You have some computation/logic that you want to implement. Should you implement it so that it is executed by a CPU or a GPU? Or should you implement it as an integrated circuit (ASIC)? Or should you rewire an FPGA to implement your logic?
Theoretically, any computation/logic you want to do, you can do it in any of the above ways (as they are all turing complete). Practically, the methods that you choose depends on some characteristics of your computation and what trade offs you are willing to accept (between difficulty of implementation, speed, power consumption, etc).
The following image summarizes the trade offs (if you get the image, reading the rest of this article is optional).
In general, implementing something in hardware, is harder and more expensive to do than implementing it in software, but the end product will run faster.
The reason why it is harder to implement in hardware is because in order to get a speed advantage in hardware, you have to ensure your algorithm is highly parallel. So if 1) your algorithm is highly parallelizable (some aren’t) and 2) you are willing to spend the time and effort to parallelize it, then and only then will you get a speed advantage by using hardware. This concept applies to writing software for a GPU as well, because both hardware and GPU have a speed advantage only when the problem has been parallelized enough.

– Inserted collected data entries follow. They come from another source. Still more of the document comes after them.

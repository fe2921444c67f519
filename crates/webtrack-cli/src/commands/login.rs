//! Login command implementation.

use anyhow::{Context, Result};
use clap::Args;
use colored::Colorize;

use webtrack_core::Credentials;

use crate::cli::GlobalArgs;
use crate::output;
use crate::session::{self, API_URL_KEY};

#[derive(Args, Debug)]
pub struct LoginArgs {
    /// Account username
    #[arg(long)]
    pub username: String,

    /// Account password
    #[arg(long, env = "WEBTRACK_PASSWORD", hide_env_values = true)]
    pub password: String,
}

pub async fn run(global: &GlobalArgs, args: LoginArgs) -> Result<()> {
    let gateway = session::gateway(global)?;
    let credentials = Credentials::new(&args.username, &args.password);

    eprintln!("{}", "Logging in...".dimmed());

    gateway
        .login(&credentials)
        .await
        .context("Failed to login")?;

    // Remember the origin so later commands reach the same backend
    let api_url = gateway.base_url().to_string();
    gateway
        .store()
        .set(API_URL_KEY, &api_url)
        .context("Failed to save API URL")?;

    output::success("Logged in successfully");
    println!();
    output::field("User", credentials.username());
    output::field("API", &api_url);

    Ok(())
}
//! Whoami command implementation.

use anyhow::{Context, Result};
use clap::Args;

use crate::cli::GlobalArgs;
use crate::output;
use crate::session;

const PROFILE_FIELDS: &[(&str, &str)] = &[
    ("id", "ID"),
    ("username", "Username"),
    ("email", "Email"),
    ("first_name", "First name"),
    ("last_name", "Last name"),
    ("role", "Role"),
    ("department", "Department"),
];

#[derive(Args, Debug)]
pub struct WhoamiArgs {
    /// Print the raw profile as JSON
    #[arg(long)]
    pub json: bool,
}

pub async fn run(global: &GlobalArgs, args: WhoamiArgs) -> Result<()> {
    let gateway = session::authenticated(global)?;

    let me = gateway
        .users()
        .me()
        .await
        .context("Failed to fetch current user")?;

    if args.json {
        return output::json(&me, true);
    }

    for (key, label) in PROFILE_FIELDS {
        match me.get(*key) {
            None | Some(serde_json::Value::Null) => {}
            Some(serde_json::Value::String(s)) => output::field(label, s),
            Some(other) => output::field(label, &other.to_string()),
        }
    }

    Ok(())
}
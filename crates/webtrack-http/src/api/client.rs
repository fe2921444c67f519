//! HTTP client implementation.

use reqwest::header::{AUTHORIZATION, HeaderValue};
use serde::{Serialize, de::DeserializeOwned};
use tracing::{debug, instrument, trace};

use webtrack_core::error::{Error, InvalidInputError, TransportError};
use webtrack_core::{AccessToken, ApiUrl, Result};

use crate::config::GatewayConfig;
use crate::request::{ApiRequest, ApiResponse, Attempt};

/// Map a reqwest failure onto the transport taxonomy.
pub(crate) fn transport_error(err: reqwest::Error) -> Error {
    let message = err.to_string();
    let err = if err.is_timeout() {
        TransportError::Timeout { message }
    } else if err.is_connect() {
        TransportError::Connection { message }
    } else if err.is_decode() || err.is_body() {
        TransportError::Decode { message }
    } else {
        TransportError::Http { message }
    };
    Error::Transport(err)
}

/// HTTP client bound to one API origin.
///
/// This layer performs exactly one dispatch per call and never inspects the
/// status code; retry policy lives in the gateway.
#[derive(Debug, Clone)]
pub(crate) struct ApiClient {
    client: reqwest::Client,
    base: ApiUrl,
}

impl ApiClient {
    /// Create a new client from gateway settings.
    pub fn new(config: &GatewayConfig) -> Result<Self> {
        let mut builder = reqwest::Client::builder().user_agent(config.user_agent.as_str());
        if let Some(timeout) = config.timeout {
            builder = builder.timeout(timeout);
        }
        let client = builder.build().map_err(transport_error)?;

        Ok(Self {
            client,
            base: config.base_url.clone(),
        })
    }

    /// Returns the API origin this client is configured for.
    pub fn base(&self) -> &ApiUrl {
        &self.base
    }

    /// Dispatch a request once, optionally with a bearer token.
    ///
    /// Any HTTP response, whatever its status, is returned as `Ok`. Only
    /// transport failures produce an error.
    #[instrument(skip_all, fields(method = %request.method(), path = request.path(), attempt = ?attempt))]
    pub async fn dispatch(
        &self,
        request: &ApiRequest,
        token: Option<&AccessToken>,
        attempt: Attempt,
    ) -> Result<ApiResponse> {
        let url = self.base.endpoint(request.path());
        debug!(%url, authed = token.is_some(), "Dispatching request");

        let mut headers = request.headers().clone();
        if let Some(token) = token {
            let value =
                HeaderValue::from_str(&token.bearer()).map_err(|_| InvalidInputError::Header {
                    name: AUTHORIZATION.to_string(),
                })?;
            // Replaces any caller-supplied credential
            headers.insert(AUTHORIZATION, value);
        }

        let mut builder = self
            .client
            .request(request.method().clone(), &url)
            .headers(headers);

        if !request.query().is_empty() {
            trace!(query = ?request.query(), "query parameters");
            builder = builder.query(request.query());
        }

        if let Some(body) = request.body() {
            builder = builder.json(body);
        }

        let response = builder.send().await.map_err(transport_error)?;

        let status = response.status();
        let headers = response.headers().clone();
        let body = response.bytes().await.map_err(transport_error)?;
        trace!(status = %status, bytes = body.len(), "Response received");

        Ok(ApiResponse::new(status, headers, body))
    }

    /// POST a JSON body without credentials and decode a JSON response.
    ///
    /// Used for the token endpoints, which must never go through the
    /// refresh-and-retry path.
    pub async fn post_unauthenticated<B, R>(&self, path: &str, body: &B) -> Result<R>
    where
        B: Serialize,
        R: DeserializeOwned,
    {
        let request = ApiRequest::post(path).with_json(body)?;
        self.dispatch(&request, None, Attempt::Original)
            .await?
            .error_for_status()?
            .json()
    }
}
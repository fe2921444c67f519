//! Leave request, balance, type and policy endpoints.

use chrono::NaiveDate;
use serde::Serialize;
use tracing::instrument;

use webtrack_core::Result;

use super::{ApprovalStatus, Rejection};
use crate::gateway::Gateway;

/// Category of leave being requested.
#[derive(Debug, Clone, Copy, PartialEq, Eq, Serialize)]
#[serde(rename_all = "SCREAMING_SNAKE_CASE")]
pub enum LeaveKind {
    Annual,
    Sick,
    Personal,
    Other,
}

/// Filters for listing leave requests.
#[derive(Debug, Default, Clone, Serialize)]
pub struct LeaveFilters {
    pub user: Option<u64>,
    pub status: Option<ApprovalStatus>,
    pub start_date: Option<NaiveDate>,
    pub end_date: Option<NaiveDate>,
}

/// A new leave request.
#[derive(Debug, Clone, Serialize)]
pub struct LeaveRequestInput {
    pub leave_type: LeaveKind,
    pub start_date: NaiveDate,
    pub end_date: NaiveDate,
    pub reason: String,
}

/// A partial update; unset fields are left unchanged.
#[derive(Debug, Default, Clone, Serialize)]
pub struct LeaveRequestUpdate {
    #[serde(skip_serializing_if = "Option::is_none")]
    pub leave_type: Option<LeaveKind>,
    #[serde(skip_serializing_if = "Option::is_none")]
    pub start_date: Option<NaiveDate>,
    #[serde(skip_serializing_if = "Option::is_none")]
    pub end_date: Option<NaiveDate>,
    #[serde(skip_serializing_if = "Option::is_none")]
    pub reason: Option<String>,
    #[serde(skip_serializing_if = "Option::is_none")]
    pub status: Option<ApprovalStatus>,
}

#[derive(Debug, Serialize)]
struct UserFilter {
    user: Option<u64>,
}

#[derive(Debug, Serialize)]
struct CalendarFilter<'a> {
    department: Option<&'a str>,
    /// `YYYY-MM`
    month: Option<&'a str>,
}

#[derive(Debug, Serialize)]
struct AnalyticsFilter<'a> {
    department: Option<&'a str>,
    year: Option<i32>,
}

/// Client for the leave endpoints.
#[derive(Debug, Clone)]
pub struct Leave {
    gateway: Gateway,
}

impl Leave {
    pub(crate) fn new(gateway: Gateway) -> Self {
        Self { gateway }
    }

    #[instrument(skip(self))]
    pub async fn list(&self, filters: &LeaveFilters) -> Result<serde_json::Value> {
        self.gateway.get_json_with("/leave-requests/", filters).await
    }

    #[instrument(skip(self))]
    pub async fn get(&self, id: u64) -> Result<serde_json::Value> {
        self.gateway
            .get_json(&format!("/leave-requests/{}/", id))
            .await
    }

    #[instrument(skip(self))]
    pub async fn create(&self, input: &LeaveRequestInput) -> Result<serde_json::Value> {
        self.gateway.post_json("/leave-requests/", input).await
    }

    #[instrument(skip(self))]
    pub async fn update(&self, id: u64, update: &LeaveRequestUpdate) -> Result<serde_json::Value> {
        self.gateway
            .patch_json(&format!("/leave-requests/{}/", id), update)
            .await
    }

    #[instrument(skip(self))]
    pub async fn delete(&self, id: u64) -> Result<()> {
        self.gateway
            .delete(&format!("/leave-requests/{}/", id))
            .await
    }

    #[instrument(skip(self))]
    pub async fn approve(&self, id: u64) -> Result<serde_json::Value> {
        self.gateway
            .post_empty(&format!("/leave-requests/{}/approve/", id))
            .await
    }

    #[instrument(skip(self))]
    pub async fn reject(&self, id: u64, reason: &str) -> Result<serde_json::Value> {
        self.gateway
            .post_json(
                &format!("/leave-requests/{}/reject/", id),
                &Rejection { reason },
            )
            .await
    }

    /// Balances for one user, or for the caller when `user` is `None`.
    #[instrument(skip(self))]
    pub async fn balances(&self, user: Option<u64>) -> Result<serde_json::Value> {
        self.gateway
            .get_json_with("/leave-balances/", &UserFilter { user })
            .await
    }

    pub async fn types(&self) -> Result<serde_json::Value> {
        self.gateway.get_json("/leave-types/").await
    }

    pub async fn policies(&self) -> Result<serde_json::Value> {
        self.gateway.get_json("/leave-policies/").await
    }

    #[instrument(skip(self))]
    pub async fn analytics(
        &self,
        department: Option<&str>,
        year: Option<i32>,
    ) -> Result<serde_json::Value> {
        self.gateway
            .get_json_with(
                "/leave-requests/analytics/",
                &AnalyticsFilter { department, year },
            )
            .await
    }

    #[instrument(skip(self))]
    pub async fn team_calendar(
        &self,
        department: Option<&str>,
        month: Option<&str>,
    ) -> Result<serde_json::Value> {
        self.gateway
            .get_json_with(
                "/leave-requests/calendar/",
                &CalendarFilter { department, month },
            )
            .await
    }
}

So in summary, you will only get a speed advantage in GPU/hardward if you can sufficiently parallelize your algorithm; and if you can’t, you end up with a speed disadvantage! So, do not move to a GPU or hardware (ASIC/FPGA) unless you are able and willing to sufficiently parallelize your solution.
Latency in this context is the time between an input to the device and a response back from it. FPGA’s can have a latency of 1 microsecond, whereas even great CPUs will be at around 100 microseconds.
The reason why ASICs are the most expensive is because after you design your circuit, you have to print them. You will submit your design to a printing company, and they will charge you a nice sum for your order. An FPGA is just a “rewireable” piece of hardware (where as the logic in an ASIC is fixed), so they are already printed. You save a lot of money by grabbing an already printed hardware, and just rewiring it yourself for your logic. Quick aside, you specify the wiring of an FPGA via HDL (a language that specifies logic wiring).
The reason why ASICs, FPGAs and GPUs are more power efficient (computation per watt wise) than CPUs is because they do an immense amount of computation in one (or a few) cycles (because they do their computation in parallel). A CPU would spend hundreds or even thousands of cycles if it wanted to do the same amount of computation. Cycles take up power.
GPUs are still more general purpose than ASICs and FPGAs, so they consume more power, however they are getting better (power consumption wise).